Let's not forget Paul Ryan and other republicans that railed against the prospect of voting without a CBO report during the Obamacare debate. "I don’t think we should pass bills that we haven’t read, that we don’t know what they cost,” Ryan said on MSNBC in 2009. And in fact, the Democratic-led House only voted on the bill after it received a CBO analysis. But the republicans suddenly became eager to try and ram through their crappy bill.

Anonymous said...

The teaching of history is slowly being phased out in the U.S. and that is wrong. People need to understand where we came from to make good decisions about the future.
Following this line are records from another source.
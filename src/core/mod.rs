//! Core engine types: players, state, intents, RNG, configuration.

pub mod config;
pub mod intent;
pub mod player;
pub mod rng;
pub mod state;

pub use config::{AiConfig, GameConfig, PublishConfig, RulesConfig, SeatConfig};
pub use intent::{CardSelection, Intent, IntentEnvelope, IntentId};
pub use player::{Player, PlayerId, PlayerMap};
pub use rng::{GameRng, GameRngState};
pub use state::{GamePhase, GameState};
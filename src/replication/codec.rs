//! Wire codec for everything that crosses the transport boundary.

use serde::de::DeserializeOwned;
use serde::Serialize;

use crate::error::TransportError;

/// Encode a value with bincode.
pub fn encode<T: Serialize>(value: &T) -> Result<Vec<u8>, TransportError> {
    Ok(bincode::serialize(value)?)
}

/// Decode a value with bincode.
pub fn decode<T: DeserializeOwned>(bytes: &[u8]) -> Result<T, TransportError> {
    Ok(bincode::deserialize(bytes)?)
}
There is some opinion in all history but it must be based in fact. I agree with liberals that we must talk about people other than white men. On the other hand, that can get so out of control that history ends up being a bunch of just so stories. You need balance.

Scenario

Jared said...

Well, it's obvious why anonymous wants to remain anonymous. May I suggest it is better to remain silent and be thought a fool than it is to open your mouth and remove all doubt. Let me sight one example: Sheriff Arpaio's posse that demonstrated without doubt that Mohammobama's birth certificate is a forgery. Cite the facts please Mr./Mrs. Anon and debate otherwise please if you can. Where are all his records? What's his real social security number? Etc.

Jared said...

I'm referring to the "Anonymous" that's trashing Trump. Sorry to all you other anonymous people out there!